Pull every line holding the string "overflows" from the records below.

*** Opening Extracted data ***

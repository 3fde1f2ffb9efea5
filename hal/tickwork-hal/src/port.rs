//! Digital I/O port layout
//!
//! A port is a group of eight pins sharing three registers: a direction
//! register (1 = output), an output data register and an input status
//! register. Chips describe which ports they have with a [`PortMap`].

/// Number of pins per port
pub const PORT_WIDTH: u8 = 8;

/// Identifier of a port group
///
/// The set is closed. Raw identifiers coming from configuration are
/// converted with `TryFrom`, which rejects anything outside A-D.
#[derive(Debug, Clone, Copy, PartialEq, Eq, Hash, PartialOrd, Ord)]
#[cfg_attr(feature = "defmt", derive(defmt::Format))]
#[repr(u8)]
pub enum PortId {
    A = 0,
    B = 1,
    C = 2,
    D = 3,
}

impl PortId {
    /// Every port identifier, in table order
    pub const ALL: [PortId; 4] = [PortId::A, PortId::B, PortId::C, PortId::D];

    /// Port letter as written on datasheets and silkscreens
    pub const fn letter(self) -> char {
        match self {
            PortId::A => 'A',
            PortId::B => 'B',
            PortId::C => 'C',
            PortId::D => 'D',
        }
    }

    /// Position of the port in a [`PortMap`]
    pub const fn index(self) -> usize {
        self as usize
    }
}

/// A raw port identifier that names no port
#[derive(Debug, Clone, Copy, PartialEq, Eq)]
#[cfg_attr(feature = "defmt", derive(defmt::Format))]
pub struct InvalidPortId(pub u8);

impl TryFrom<u8> for PortId {
    type Error = InvalidPortId;

    /// Accepts the ASCII letters `A`-`D` (either case)
    fn try_from(value: u8) -> Result<Self, Self::Error> {
        match value.to_ascii_uppercase() {
            b'A' => Ok(PortId::A),
            b'B' => Ok(PortId::B),
            b'C' => Ok(PortId::C),
            b'D' => Ok(PortId::D),
            _ => Err(InvalidPortId(value)),
        }
    }
}

impl TryFrom<char> for PortId {
    type Error = InvalidPortId;

    fn try_from(value: char) -> Result<Self, Self::Error> {
        if value.is_ascii() {
            PortId::try_from(value as u8)
        } else {
            Err(InvalidPortId(0xFF))
        }
    }
}

/// Register triple of one port
#[derive(Debug, Clone, Copy, PartialEq, Eq)]
#[cfg_attr(feature = "defmt", derive(defmt::Format))]
pub struct Port {
    /// Data direction register (bit set = output)
    pub direction: crate::Register,
    /// Output data register
    pub output: crate::Register,
    /// Input status register
    pub input: crate::Register,
}

/// Port lookup table for one chip
///
/// Ports a chip does not implement are `None`; lookups for them fail the
/// same way for every operation.
#[derive(Debug, Clone, Copy, PartialEq, Eq)]
#[cfg_attr(feature = "defmt", derive(defmt::Format))]
pub struct PortMap {
    ports: [Option<Port>; 4],
}

impl PortMap {
    /// Build a table from per-port entries in A-D order
    pub const fn new(ports: [Option<Port>; 4]) -> Self {
        Self { ports }
    }

    /// Registers of `id`, if the chip has that port
    pub const fn get(&self, id: PortId) -> Option<Port> {
        self.ports[id.index()]
    }

    /// Check whether the chip has port `id`
    pub const fn contains(&self, id: PortId) -> bool {
        self.get(id).is_some()
    }

    /// Iterate over the ports present on the chip
    pub fn iter(&self) -> impl Iterator<Item = (PortId, Port)> + '_ {
        PortId::ALL
            .into_iter()
            .filter_map(move |id| self.get(id).map(|port| (id, port)))
    }
}

#[cfg(test)]
mod tests {
    use super::*;
    use crate::Register;

    fn port(base: u8) -> Port {
        Port {
            input: Register::new(base),
            direction: Register::new(base + 1),
            output: Register::new(base + 2),
        }
    }

    #[test]
    fn test_port_id_from_letter() {
        assert_eq!(PortId::try_from(b'A'), Ok(PortId::A));
        assert_eq!(PortId::try_from(b'd'), Ok(PortId::D));
        assert_eq!(PortId::try_from('C'), Ok(PortId::C));
        assert_eq!(PortId::try_from(b'E'), Err(InvalidPortId(b'E')));
        assert_eq!(PortId::try_from(0u8), Err(InvalidPortId(0)));
        assert!(PortId::try_from('ä').is_err());
    }

    #[test]
    fn test_letter_roundtrip() {
        for id in PortId::ALL {
            assert_eq!(PortId::try_from(id.letter()), Ok(id));
        }
    }

    #[test]
    fn test_map_lookup_and_missing_port() {
        let map = PortMap::new([None, Some(port(0x36)), Some(port(0x33)), Some(port(0x30))]);

        assert!(!map.contains(PortId::A));
        assert_eq!(map.get(PortId::B), Some(port(0x36)));

        assert!(map
            .iter()
            .map(|(id, _)| id)
            .eq([PortId::B, PortId::C, PortId::D]));
    }
}
//! Delay calibration
//!
//! Splits a tick budget into `N` overflow cycles that all start from the
//! same counter value:
//!
//! ```text
//! N    = ceil(ticks / 256)
//! init = 256 - ceil(ticks / N)
//! ```
//!
//! Both steps round up, so `N * (256 - init) >= ticks` holds for every
//! `u64` tick budget. When `ticks` does not divide evenly by `N` every
//! cycle carries the same remainder, giving an overshoot of less than `N`
//! ticks.
//!
//! Rounding the tick count up first and then dividing in integers gives
//! the same `N` and `init` as carrying the fractional tick count through
//! both divisions, because `ceil(ceil(x) / n) == ceil(x / n)` for whole
//! `n`.

use tickwork_hal::COUNTER_WIDTH;

use super::TimerConfig;

/// Overflow count and counter start value for one delay
#[derive(Debug, Clone, Copy, PartialEq, Eq)]
#[cfg_attr(feature = "defmt", derive(defmt::Format))]
pub struct Calibration {
    overflows: u64,
    initial_value: u8,
}

impl Calibration {
    /// Calibration of an empty delay: no overflows to wait for
    pub const IDLE: Self = Self {
        overflows: 0,
        initial_value: 0,
    };

    /// Calibrate a delay given in (fractional) milliseconds
    pub fn for_millis(config: &TimerConfig, delay_ms: f32) -> Self {
        Self::for_ticks(config.ticks_for_millis(delay_ms))
    }

    /// Calibrate a delay given in nanoseconds
    pub fn for_nanos(config: &TimerConfig, delay_ns: u64) -> Self {
        Self::for_ticks(config.ticks_for_nanos(delay_ns))
    }

    /// Calibrate a delay of `ticks` counter ticks
    pub fn for_ticks(ticks: u64) -> Self {
        if ticks == 0 {
            return Self::IDLE;
        }

        let width = COUNTER_WIDTH as u64;
        let overflows = ticks.div_ceil(width);
        // N >= ticks / 256, so this is at most 256
        let per_cycle = ticks.div_ceil(overflows);

        Self {
            overflows,
            initial_value: (width - per_cycle) as u8,
        }
    }

    /// Number of overflow events to wait for
    pub const fn overflows(&self) -> u64 {
        self.overflows
    }

    /// Counter value every cycle starts from
    pub const fn initial_value(&self) -> u8 {
        self.initial_value
    }

    /// Ticks counted per cycle
    pub const fn ticks_per_overflow(&self) -> u16 {
        COUNTER_WIDTH - self.initial_value as u16
    }

    /// Ticks the delay actually lasts
    ///
    /// Wider than the request: a budget near `u64::MAX` rounds up past it.
    pub const fn realized_ticks(&self) -> u128 {
        self.overflows as u128 * self.ticks_per_overflow() as u128
    }

    /// Seconds the delay actually lasts under `config`
    pub fn realized_seconds(&self, config: &TimerConfig) -> f64 {
        self.realized_ticks() as f64 * config.tick_period_s()
    }
}
//! Tickwork - LED sequence firmware
//!
//! Each press of the button advances the LED sequence by one step: the
//! LEDs light one by one, then go dark one by one, then it starts over.
//! Pins and clocking come from board.toml.

#![no_std]
#![no_main]

use panic_halt as _;

use tickwork_core::{DelayTimer, Dio, LedSequence};
use tickwork_drivers::{Button, Led};
use tickwork_hal_atmega32::{Atmega32Prescaler, Mmio, PORTS, TIMER0};

mod board;

/// Delay between button polls
const POLL_INTERVAL_MS: f32 = 5.0;

#[avr_device::entry]
fn main() -> ! {
    let mut regs = Mmio::take().unwrap();

    let dio = Dio::new(PORTS);
    let timer = DelayTimer::new(board::TIMER, TIMER0, Atmega32Prescaler);
    timer.set_normal_mode(&mut regs);
    timer.stop(&mut regs);

    let leds = board::LEDS.map(|config| Led::new(dio, config));
    for led in &leds {
        led.init(&mut regs).unwrap();
    }

    let mut button = Button::new(dio, board::BUTTON);
    button.init(&mut regs).unwrap();

    let mut sequence = LedSequence::new(leds.len()).unwrap();

    loop {
        if button.poll_press(&mut regs, &timer).unwrap() {
            let step = sequence.advance();
            leds[step.led].set(&mut regs, step.on).unwrap();
        }
        timer.delay_ms(&mut regs, POLL_INTERVAL_MS);
    }
}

*** Closing Extracted data ***

**Response**
    overflows: u64,
    /// Calibration of an empty delay: no overflows to wait for
        overflows: 0,
        let overflows = ticks.div_ceil(width);
        let per_cycle = ticks.div_ceil(overflows);
            overflows,
    pub const fn overflows(&self) -> u64 {
        self.overflows
        self.overflows as u128 * self.ticks_per_overflow() as u128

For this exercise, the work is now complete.